▶ _Assignment_: Check every line below for the word "renamed" and show those that hold it.

▶ _Records provided_:
//! The named-axis array type.

use std::collections::BTreeMap;

use ndarray::{ArrayD, Axis, IxDyn};
use serde::{Deserialize, Serialize};

use crate::attrs::{AttrValue, Attrs};
use crate::coord::{CANONICAL_ORDER, Coordinate};
use crate::error::ArrayError;

/// An n-dimensional `f64` array with named axes, optional per-axis
/// coordinates and an attribute map.
///
/// # Example
///
/// ```
/// use fmprep_array::{Coordinate, LabeledArray};
/// use ndarray::{ArrayD, IxDyn};
///
/// let data = ArrayD::from_shape_vec(IxDyn(&[2, 3]), vec![0.0; 6]).unwrap();
/// let arr = LabeledArray::new("T2M", &["y", "x"], data)
///     .unwrap()
///     .with_coord("x", Coordinate::Values(vec![0.0, 1.0, 2.0]))
///     .unwrap();
/// assert_eq!(arr.len_of("x"), Some(3));
/// ```
#[derive(Debug, Clone, PartialEq, Serialize, Deserialize)]
pub struct LabeledArray {
    name: String,
    dims: Vec<String>,
    data: ArrayD<f64>,
    coords: BTreeMap<String, Coordinate>,
    attrs: Attrs,
}

impl LabeledArray {
    /// Creates an array with no coordinates or attributes.
    ///
    /// # Errors
    ///
    /// Returns [`ArrayError::RankMismatch`] if `dims` does not match the data
    /// rank, or [`ArrayError::DuplicateDim`] if a name repeats.
    pub fn new<S: AsRef<str>>(
        name: impl Into<String>,
        dims: &[S],
        data: ArrayD<f64>,
    ) -> Result<Self, ArrayError> {
        let dims: Vec<String> = dims.iter().map(|d| d.as_ref().to_string()).collect();
        if dims.len() != data.ndim() {
            return Err(ArrayError::RankMismatch {
                dims: dims.len(),
                ndim: data.ndim(),
            });
        }
        for (i, d) in dims.iter().enumerate() {
            if dims[..i].contains(d) {
                return Err(ArrayError::DuplicateDim { name: d.clone() });
            }
        }
        Ok(Self {
            name: name.into(),
            dims,
            data,
            coords: BTreeMap::new(),
            attrs: Attrs::new(),
        })
    }

    /// Creates an array from a flat row-major buffer.
    ///
    /// # Errors
    ///
    /// Returns [`ArrayError::ShapeMismatch`] if `values` does not fill `shape`.
    pub fn from_vec<S: AsRef<str>>(
        name: impl Into<String>,
        dims: &[S],
        shape: &[usize],
        values: Vec<f64>,
    ) -> Result<Self, ArrayError> {
        let data = ArrayD::from_shape_vec(IxDyn(shape), values)?;
        Self::new(name, dims, data)
    }

    /// Attaches a coordinate to `dim`.
    ///
    /// # Errors
    ///
    /// Returns [`ArrayError::MissingDim`] or [`ArrayError::CoordinateLength`].
    pub fn with_coord(mut self, dim: &str, coord: impl Into<Coordinate>) -> Result<Self, ArrayError> {
        self.set_coord(dim, coord)?;
        Ok(self)
    }

    /// Sets (or replaces) the coordinate of `dim`.
    ///
    /// # Errors
    ///
    /// Returns [`ArrayError::MissingDim`] or [`ArrayError::CoordinateLength`].
    pub fn set_coord(&mut self, dim: &str, coord: impl Into<Coordinate>) -> Result<(), ArrayError> {
        let coord = coord.into();
        let len = self.require_len(dim)?;
        if coord.len() != len {
            return Err(ArrayError::CoordinateLength {
                dim: dim.to_string(),
                expected: len,
                got: coord.len(),
            });
        }
        self.coords.insert(dim.to_string(), coord);
        Ok(())
    }

    /// Adds attributes, overriding existing keys.
    pub fn with_attrs(mut self, attrs: &Attrs) -> Self {
        self.update_attrs(attrs);
        self
    }

    /// Variable name.
    pub fn name(&self) -> &str {
        &self.name
    }

    /// Renames the variable.
    pub fn set_name(&mut self, name: impl Into<String>) {
        self.name = name.into();
    }

    /// Dimension names in axis order.
    pub fn dims(&self) -> &[String] {
        &self.dims
    }

    /// Axis lengths.
    pub fn shape(&self) -> &[usize] {
        self.data.shape()
    }

    /// The underlying data.
    pub fn data(&self) -> &ArrayD<f64> {
        &self.data
    }

    /// Mutable access to the data. The shape must not change.
    pub fn data_mut(&mut self) -> &mut ArrayD<f64> {
        &mut self.data
    }

    /// Consumes the array, returning its data.
    pub fn into_data(self) -> ArrayD<f64> {
        self.data
    }

    /// Number of elements.
    pub fn len(&self) -> usize {
        self.data.len()
    }

    /// Returns `true` if the array has no elements.
    pub fn is_empty(&self) -> bool {
        self.data.is_empty()
    }

    /// Returns `true` if the array has an axis called `dim`.
    pub fn has_dim(&self, dim: &str) -> bool {
        self.dims.iter().any(|d| d == dim)
    }

    /// Axis index of `dim`.
    pub fn axis_of(&self, dim: &str) -> Option<usize> {
        self.dims.iter().position(|d| d == dim)
    }

    /// Length of axis `dim`.
    pub fn len_of(&self, dim: &str) -> Option<usize> {
        self.axis_of(dim).map(|a| self.data.len_of(Axis(a)))
    }

    /// All coordinates.
    pub fn coords(&self) -> &BTreeMap<String, Coordinate> {
        &self.coords
    }

    /// Coordinate of `dim`.
    pub fn coord(&self, dim: &str) -> Option<&Coordinate> {
        self.coords.get(dim)
    }

    /// Numeric coordinate values of `dim`.
    pub fn coord_values(&self, dim: &str) -> Option<&[f64]> {
        self.coords.get(dim).and_then(Coordinate::values)
    }

    /// Attribute map.
    pub fn attrs(&self) -> &Attrs {
        &self.attrs
    }

    /// Attribute lookup.
    pub fn attr(&self, key: &str) -> Option<&AttrValue> {
        self.attrs.get(key)
    }

    /// Sets one attribute.
    pub fn set_attr(&mut self, key: impl Into<String>, value: impl Into<AttrValue>) {
        self.attrs.insert(key.into(), value.into());
    }

    /// Removes one attribute, returning it.
    pub fn remove_attr(&mut self, key: &str) -> Option<AttrValue> {
        self.attrs.remove(key)
    }

    /// Merges `attrs` into this array's attributes, overriding existing keys.
    pub fn update_attrs(&mut self, attrs: &Attrs) {
        for (k, v) in attrs {
            self.attrs.insert(k.clone(), v.clone());
        }
    }

    /// Replaces the whole attribute map.
    pub fn set_attrs(&mut self, attrs: Attrs) {
        self.attrs = attrs;
    }

    /// Count of NaN cells.
    pub fn count_nan(&self) -> usize {
        self.data.iter().filter(|v| v.is_nan()).count()
    }

    /// Renames axes (and their coordinates) according to `table`.
    /// Entries naming absent axes are ignored.
    ///
    /// # Errors
    ///
    /// Returns [`ArrayError::DuplicateDim`] if a rename would collide with an
    /// existing axis.
    pub fn rename_dims(mut self, table: &BTreeMap<String, String>) -> Result<Self, ArrayError> {
        let renamed: Vec<String> = self
            .dims
            .iter()
            .map(|d| table.get(d).cloned().unwrap_or_else(|| d.clone()))
            .collect();
        for (i, d) in renamed.iter().enumerate() {
            if renamed[..i].contains(d) {
                return Err(ArrayError::DuplicateDim { name: d.clone() });
            }
        }
        let coords = std::mem::take(&mut self.coords);
        self.coords = coords
            .into_iter()
            .map(|(k, v)| (table.get(&k).cloned().unwrap_or(k), v))
            .collect();
        self.dims = renamed;
        Ok(self)
    }

    /// Selects one index along `dim` and drops the axis.
    ///
    /// # Errors
    ///
    /// Returns [`ArrayError::MissingDim`] or [`ArrayError::IndexOutOfBounds`].
    pub fn isel(&self, dim: &str, index: usize) -> Result<Self, ArrayError> {
        let axis = self.require_axis(dim)?;
        let len = self.data.len_of(Axis(axis));
        if index >= len {
            return Err(ArrayError::IndexOutOfBounds {
                dim: dim.to_string(),
                index,
                len,
            });
        }
        let data = self.data.index_axis(Axis(axis), index).to_owned();
        let mut dims = self.dims.clone();
        dims.remove(axis);
        let mut coords = self.coords.clone();
        coords.remove(dim);
        Ok(Self {
            name: self.name.clone(),
            dims,
            data,
            coords,
            attrs: self.attrs.clone(),
        })
    }

    /// Keeps the given indices along `dim`, in the given order.
    ///
    /// # Errors
    ///
    /// Returns [`ArrayError::MissingDim`] or [`ArrayError::IndexOutOfBounds`].
    pub fn select_indices(&self, dim: &str, indices: &[usize]) -> Result<Self, ArrayError> {
        let axis = self.require_axis(dim)?;
        let len = self.data.len_of(Axis(axis));
        if let Some(&bad) = indices.iter().find(|&&i| i >= len) {
            return Err(ArrayError::IndexOutOfBounds {
                dim: dim.to_string(),
                index: bad,
                len,
            });
        }
        let data = self.data.select(Axis(axis), indices);
        let mut coords = self.coords.clone();
        if let Some(c) = coords.get_mut(dim) {
            *c = c.select(indices);
        }
        Ok(Self {
            name: self.name.clone(),
            dims: self.dims.clone(),
            data,
            coords,
            attrs: self.attrs.clone(),
        })
    }

    /// Keeps entries along `dim` whose coordinate satisfies `keep`.
    ///
    /// # Errors
    ///
    /// Returns [`ArrayError::MissingCoordinate`] if `dim` has no numeric coordinate.
    pub fn select_where(&self, dim: &str, keep: impl Fn(f64) -> bool) -> Result<Self, ArrayError> {
        let values = self.require_values(dim)?;
        let indices: Vec<usize> = values
            .iter()
            .enumerate()
            .filter(|&(_, &v)| keep(v))
            .map(|(i, _)| i)
            .collect();
        self.select_indices(dim, &indices)
    }

    /// Half-open coordinate range selection `lo <= c < hi`.
    ///
    /// # Errors
    ///
    /// Returns [`ArrayError::MissingCoordinate`] if `dim` has no numeric coordinate.
    pub fn select_range(&self, dim: &str, lo: f64, hi: f64) -> Result<Self, ArrayError> {
        self.select_where(dim, |c| c >= lo && c < hi)
    }

    /// Index of the coordinate entry nearest to `value` (first on ties).
    ///
    /// # Errors
    ///
    /// Returns [`ArrayError::MissingCoordinate`] if `dim` has no numeric
    /// coordinate, or [`ArrayError::EmptyInput`] if the axis is empty.
    pub fn nearest_index(&self, dim: &str, value: f64) -> Result<usize, ArrayError> {
        let values = self.require_values(dim)?;
        values
            .iter()
            .enumerate()
            .min_by(|(_, a), (_, b)| {
                (*a - value)
                    .abs()
                    .partial_cmp(&(*b - value).abs())
                    .unwrap_or(std::cmp::Ordering::Equal)
            })
            .map(|(i, _)| i)
            .ok_or(ArrayError::EmptyInput)
    }

    /// Reorders axes so those named in `order` come first, in that order;
    /// names in `order` that the array lacks are skipped, and remaining axes
    /// keep their relative order after them.
    pub fn transpose_to(self, order: &[&str]) -> Self {
        let mut perm: Vec<usize> = order.iter().filter_map(|d| self.axis_of(d)).collect();
        for i in 0..self.dims.len() {
            if !perm.contains(&i) {
                perm.push(i);
            }
        }
        if perm.iter().enumerate().all(|(i, &p)| i == p) {
            return self;
        }
        let dims = perm.iter().map(|&p| self.dims[p].clone()).collect();
        let data = self.data.permuted_axes(IxDyn(&perm));
        Self {
            name: self.name,
            dims,
            data: data.as_standard_layout().into_owned(),
            coords: self.coords,
            attrs: self.attrs,
        }
    }

    /// Transposes to the canonical `(t, z, y, x)` order.
    pub fn canonical_order(self) -> Self {
        self.transpose_to(&CANONICAL_ORDER)
    }

    pub(crate) fn require_axis(&self, dim: &str) -> Result<usize, ArrayError> {
        self.axis_of(dim).ok_or_else(|| ArrayError::MissingDim {
            name: dim.to_string(),
            available: self.dims.join(", "),
        })
    }

    pub(crate) fn require_len(&self, dim: &str) -> Result<usize, ArrayError> {
        let axis = self.require_axis(dim)?;
        Ok(self.data.len_of(Axis(axis)))
    }

    pub(crate) fn require_values(&self, dim: &str) -> Result<&[f64], ArrayError> {
        self.require_axis(dim)?;
        self.coord_values(dim)
            .ok_or_else(|| ArrayError::MissingCoordinate {
                dim: dim.to_string(),
            })
    }

    /// Assembles an array from already-consistent parts.
    pub(crate) fn from_parts(
        name: String,
        dims: Vec<String>,
        data: ArrayD<f64>,
        coords: BTreeMap<String, Coordinate>,
        attrs: Attrs,
    ) -> Self {
        debug_assert_eq!(dims.len(), data.ndim());
        Self {
            name,
            dims,
            data,
            coords,
            attrs,
        }
    }
}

▶ _Result_:
        let renamed: Vec<String> = self
        for (i, d) in renamed.iter().enumerate() {
            if renamed[..i].contains(d) {
        self.dims = renamed;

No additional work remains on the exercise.